Bar Council: Access to justice will be deprived
Peter Lodder QC, chairman of the Bar Council, says that the government is not listening to judiciary on legal aid and access to justice will suffer:
"The prime minister asked this morning: 'Why would you ever have green papers or white papers if you never listened to what people said in response to them?'. The government has failed to listen to the views expressed by many in the judiciary, the legal profession and voluntary organisations in formulating its proposals on legal aid.
"Legal aid will be withdrawn from whole swathes of areas of law and access to justice will be systematically deprived.
"Continual misrepresentation on the cost of the legal aid system should fool no one. The justice select committee found that looking at the system in the round, the UK's expenditure is average for Europe. We will be well below average after these cuts.
"It is wholly unsatisfactory that the government is determined to forge ahead with its radical reform of legal aid in family cases while the important work of the family justice review is still ongoing. The government has apparently not taken any account of the interim recommendations of the family justice review for fundamental reform of the family justice system; reforms which are likely to achieve economies in the delivery of justice.
"We are very concerned about the risk to significant numbers of children at the centre of family disputes before the courts, whose parents will not be able to receive legal advice or representation. This has significant implications for access to justice of these children, and of their families, many of whom are among the most vulnerable members of our society.
"The government's expectations of the impact of increased numbers of unrepresented litigants in the courts are wholly unrealistic. As those who work in the court system made clear in their representations to government, the courts will become clogged by unrepresented litigants, and, in the event that parties are forced to appear without representation, the systems will become slower. The court system will seize up, cases will take longer, and overall costs will increase.
"The decision to decimate fees for family lawyers will undoubtedly cause many lawyers and law firms to cease to practice in this vital field. Regrettably, those most affected by these cuts, as the government knows, are experienced lawyers, women lawyers and BME lawyers. If firms cease to trade, those who need legal advice will have to travel further to find help, and we fear that the quality of the service which they receive will be significantly reduced.
"In crime it is incomprehensible that the government should do nothing to reduce the burden on the legal aid fund by forcing wealthy defendants whose assets have been restrained to pay for their own defence instead of granting them free legal aid and artificially inflating the cost of legal aid to the taxpayer.
"With few exceptions, the government is intent on implementing further unwarranted cuts to criminal legal aid rates. The cuts proposed will hit young and junior advocates very hard. At the more senior end, those who defend in murder cases will find their fees cut by about 25% on top of the 13.5% cuts already in progress. Cuts of nearly 40% for defending those accused of the most serious crimes sends a clear message as to what price the government places on the defence of its citizens.

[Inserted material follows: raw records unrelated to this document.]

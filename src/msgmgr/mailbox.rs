//! Mailbox contract, shared queue/timer core, and reference-counted handles

use crate::error::{Error, Result};
use crate::msgmgr::address::MailboxAddress;
use crate::msgmgr::message::{Message, TimerMessage};
use async_trait::async_trait;
use std::collections::HashMap;
use std::sync::atomic::{AtomicBool, AtomicI32, AtomicU32, AtomicU64, Ordering};
use std::sync::{Arc, Mutex, RwLock};
use std::time::Duration;
use tokio::sync::mpsc;
use tracing::{debug, warn};

/// Identifies a scheduled timer within one mailbox.
pub type TimerId = u64;

/// Uniform mailbox contract across all four transports.
///
/// Applications never hold a mailbox directly: they hold
/// [`MailboxHandle`]s / [`MailboxOwnerHandle`]s, which maintain the
/// mailbox's handle reference count. When the count reaches zero the
/// mailbox is deactivated (which deregisters it from the lookup service)
/// and its resources are torn down.
#[async_trait]
pub trait Mailbox: Send + Sync {
    fn address(&self) -> &MailboxAddress;

    /// True for sender-side stand-ins that serialize to a transport
    fn is_proxy(&self) -> bool;

    fn is_active(&self) -> bool;

    fn debug_value(&self) -> i32;

    fn set_debug_value(&self, value: i32);

    fn sent_count(&self) -> u64;

    fn received_count(&self) -> u64;

    fn active_timers(&self) -> u32;

    /// Open transports and register with the lookup service.
    async fn activate(&self) -> Result<()>;

    /// Close transports, cancel timers, unblock consumers, deregister.
    async fn deactivate(&self) -> Result<()>;

    /// Post with the default zero timeout: a full queue fails immediately.
    async fn post(&self, message: Box<dyn Message>) -> Result<()>;

    /// Post, waiting up to `timeout` for queue space or transport progress.
    async fn post_with_timeout(
        &self,
        message: Box<dyn Message>,
        timeout: Duration,
    ) -> Result<()>;

    /// Blocking receive; `None` once the mailbox is deactivated, or on
    /// timeout when one is given. Proxies diagnose and return `None`.
    async fn get_message(&self, timeout: Option<Duration>) -> Option<Box<dyn Message>>;

    fn get_message_non_blocking(&self) -> Option<Box<dyn Message>>;

    async fn schedule_timer(&self, timer: TimerMessage) -> Result<TimerId>;

    async fn cancel_timer(&self, timer_id: TimerId) -> Result<()>;

    async fn reset_timer_interval(&self, timer_id: TimerId, interval: Duration) -> Result<()>;

    /// Handle reference counting; used by the handle types only.
    fn acquire(&self);

    /// Decrement the handle count, returning the remaining count.
    fn release(&self) -> u32;

    fn reference_count(&self) -> u32;
}

struct TimerEntry {
    handle: tokio::task::JoinHandle<()>,
    interval_ms: Arc<AtomicU64>,
    reusable: Arc<AtomicBool>,
}

/// Queue, counters and timer table shared by every non-proxy mailbox.
pub(crate) struct MailboxCore {
    address: MailboxAddress,
    queue_depth: usize,
    sender: RwLock<Option<mpsc::Sender<Box<dyn Message>>>>,
    receiver: tokio::sync::Mutex<Option<mpsc::Receiver<Box<dyn Message>>>>,
    active: AtomicBool,
    debug_value: AtomicI32,
    references: AtomicU32,
    sent: AtomicU64,
    received: AtomicU64,
    active_timers: Arc<AtomicU32>,
    timers: Arc<Mutex<HashMap<TimerId, TimerEntry>>>,
    next_timer_id: AtomicU64,
}

impl MailboxCore {
    pub(crate) fn new(address: MailboxAddress, queue_depth: usize, debug_value: i32) -> Self {
        Self {
            address,
            queue_depth,
            sender: RwLock::new(None),
            receiver: tokio::sync::Mutex::new(None),
            active: AtomicBool::new(false),
            debug_value: AtomicI32::new(debug_value),
            references: AtomicU32::new(0),
            sent: AtomicU64::new(0),
            received: AtomicU64::new(0),
            active_timers: Arc::new(AtomicU32::new(0)),
            timers: Arc::new(Mutex::new(HashMap::new())),
            next_timer_id: AtomicU64::new(1),
        }
    }

    pub(crate) fn address(&self) -> &MailboxAddress {
        &self.address
    }

    pub(crate) fn is_active(&self) -> bool {
        self.active.load(Ordering::Acquire)
    }

    pub(crate) fn debug_value(&self) -> i32 {
        self.debug_value.load(Ordering::Relaxed)
    }

    pub(crate) fn set_debug_value(&self, value: i32) {
        self.debug_value.store(value, Ordering::Relaxed);
    }

    pub(crate) fn sent_count(&self) -> u64 {
        self.sent.load(Ordering::Relaxed)
    }

    pub(crate) fn received_count(&self) -> u64 {
        self.received.load(Ordering::Relaxed)
    }

    pub(crate) fn increment_sent(&self) {
        self.sent.fetch_add(1, Ordering::Relaxed);
    }

    pub(crate) fn active_timers(&self) -> u32 {
        self.active_timers.load(Ordering::Relaxed)
    }

    pub(crate) fn acquire(&self) {
        self.references.fetch_add(1, Ordering::AcqRel);
    }

    pub(crate) fn release(&self) -> u32 {
        self.references.fetch_sub(1, Ordering::AcqRel) - 1
    }

    pub(crate) fn reference_count(&self) -> u32 {
        self.references.load(Ordering::Acquire)
    }

    /// Install a fresh bounded queue and mark the mailbox active.
    pub(crate) async fn open(&self) -> Result<()> {
        if self.active.swap(true, Ordering::AcqRel) {
            warn!("mailbox {} activated twice", self.address);
            return Ok(());
        }
        let (tx, rx) = mpsc::channel(self.queue_depth.max(1));
        *self.sender.write().unwrap_or_else(|e| e.into_inner()) = Some(tx);
        *self.receiver.lock().await = Some(rx);
        Ok(())
    }

    /// Drop the queue sender (so blocked consumers drain to `None`), abort
    /// every timer. Returns false when the mailbox was already closed.
    pub(crate) fn close(&self) -> bool {
        if !self.active.swap(false, Ordering::AcqRel) {
            return false;
        }
        *self.sender.write().unwrap_or_else(|e| e.into_inner()) = None;
        // One decrement per drained entry; a timer task that already
        // removed itself accounted for its own
        let mut timers = self.timers.lock().unwrap_or_else(|e| e.into_inner());
        for (_, entry) in timers.drain() {
            entry.handle.abort();
            self.active_timers.fetch_sub(1, Ordering::Relaxed);
        }
        true
    }

    fn current_sender(&self) -> Result<mpsc::Sender<Box<dyn Message>>> {
        self.sender
            .read()
            .unwrap_or_else(|e| e.into_inner())
            .clone()
            .ok_or(Error::Inactive)
    }

    /// Enqueue onto the bounded local queue. `timeout` of `None` is the
    /// default zero timeout: a full queue is an immediate error.
    pub(crate) async fn enqueue(
        &self,
        message: Box<dyn Message>,
        timeout: Option<Duration>,
    ) -> Result<()> {
        if !self.is_active() {
            return Err(Error::Inactive);
        }
        let sender = self.current_sender()?;
        match timeout {
            None => match sender.try_send(message) {
                Ok(()) => {}
                Err(mpsc::error::TrySendError::Full(_)) => return Err(Error::QueueFull),
                Err(mpsc::error::TrySendError::Closed(_)) => return Err(Error::Inactive),
            },
            Some(timeout) => match tokio::time::timeout(timeout, sender.send(message)).await {
                Ok(Ok(())) => {}
                Ok(Err(_)) => return Err(Error::Inactive),
                Err(_) => return Err(Error::QueueFull),
            },
        }
        self.increment_sent();
        Ok(())
    }

    /// Dequeue; consumers are serialized on the receiver mutex so exactly
    /// one of N workers sees any given message.
    pub(crate) async fn dequeue(&self, timeout: Option<Duration>) -> Option<Box<dyn Message>> {
        let mut receiver = self.receiver.lock().await;
        let rx = receiver.as_mut()?;
        let message = match timeout {
            None => rx.recv().await,
            Some(timeout) => match tokio::time::timeout(timeout, rx.recv()).await {
                Ok(message) => message,
                Err(_) => return None,
            },
        };
        if message.is_some() {
            self.received.fetch_add(1, Ordering::Relaxed);
        }
        message
    }

    pub(crate) fn dequeue_non_blocking(&self) -> Option<Box<dyn Message>> {
        let mut receiver = self.receiver.try_lock().ok()?;
        let message = receiver.as_mut()?.try_recv().ok();
        if message.is_some() {
            self.received.fetch_add(1, Ordering::Relaxed);
        }
        message
    }

    /// Arm a timer task that posts the message into this mailbox's queue on
    /// expiry. One-shot timers retire themselves after delivery; reusable
    /// timers live until cancelled.
    pub(crate) fn schedule_timer(&self, mut timer: TimerMessage) -> Result<TimerId> {
        if !self.is_active() {
            return Err(Error::Inactive);
        }
        let sender = self.current_sender()?;
        let timer_id = self.next_timer_id.fetch_add(1, Ordering::Relaxed);
        timer.stamp(timer_id, self.address.clone());

        let interval_ms = Arc::new(AtomicU64::new(timer.restart_interval().as_millis() as u64));
        let reusable = Arc::new(AtomicBool::new(timer.is_reusable()));
        let one_shot = !timer.is_reusable();

        self.active_timers.fetch_add(1, Ordering::Relaxed);

        let task_interval = Arc::clone(&interval_ms);
        let task_reusable = Arc::clone(&reusable);
        let task_timers = Arc::clone(&self.timers);
        let task_active_timers = Arc::clone(&self.active_timers);
        let timeout = timer.timeout();
        let handle = tokio::spawn(async move {
            tokio::time::sleep(timeout).await;
            loop {
                if sender.send(Box::new(timer.clone())).await.is_err() {
                    break;
                }
                if !task_reusable.load(Ordering::Acquire) {
                    break;
                }
                let interval = task_interval.load(Ordering::Acquire);
                if interval == 0 {
                    task_reusable.store(false, Ordering::Release);
                    break;
                }
                tokio::time::sleep(Duration::from_millis(interval)).await;
                if task_interval.load(Ordering::Acquire) == 0
                    || !task_reusable.load(Ordering::Acquire)
                {
                    break;
                }
            }
            // Whichever path removes the entry retires the timer; a
            // concurrent cancel or close that got there first already
            // decremented the count
            if one_shot
                && task_timers
                    .lock()
                    .unwrap_or_else(|e| e.into_inner())
                    .remove(&timer_id)
                    .is_some()
            {
                task_active_timers.fetch_sub(1, Ordering::Relaxed);
            }
        });

        self.timers
            .lock()
            .unwrap_or_else(|e| e.into_inner())
            .insert(timer_id, TimerEntry { handle, interval_ms, reusable });
        Ok(timer_id)
    }

    pub(crate) fn cancel_timer(&self, timer_id: TimerId) -> Result<()> {
        let entry = self
            .timers
            .lock()
            .unwrap_or_else(|e| e.into_inner())
            .remove(&timer_id);
        match entry {
            Some(entry) => {
                entry.handle.abort();
                self.active_timers.fetch_sub(1, Ordering::Relaxed);
                Ok(())
            }
            None => Err(Error::NotFound(format!(
                "timer {timer_id} has no outstanding instance"
            ))),
        }
    }

    /// Change a timer's restart interval; zero makes it non-reusable and
    /// stops further firings.
    pub(crate) fn reset_timer_interval(
        &self,
        timer_id: TimerId,
        interval: Duration,
    ) -> Result<()> {
        let timers = self.timers.lock().unwrap_or_else(|e| e.into_inner());
        let entry = timers.get(&timer_id).ok_or_else(|| {
            Error::NotFound(format!("timer {timer_id} has no outstanding instance"))
        })?;
        let millis = interval.as_millis() as u64;
        entry.interval_ms.store(millis, Ordering::Release);
        if millis == 0 {
            entry.reusable.store(false, Ordering::Release);
        }
        Ok(())
    }
}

"The government seems to have decided to settle for a second rate criminal justice system rather than to strive to ensure a system which this country needs and deserves. It is particularly depressing to note that the ministerial statement accompanying the government response professes to be concerned with addressing 'overprescriptive law that undermined the expertise of professionals', when the same statement heralds cuts to legal aid which will have precisely that effect, namely of driving experienced and dedicated professionals away from criminal practice because they will not be able to make ends meet."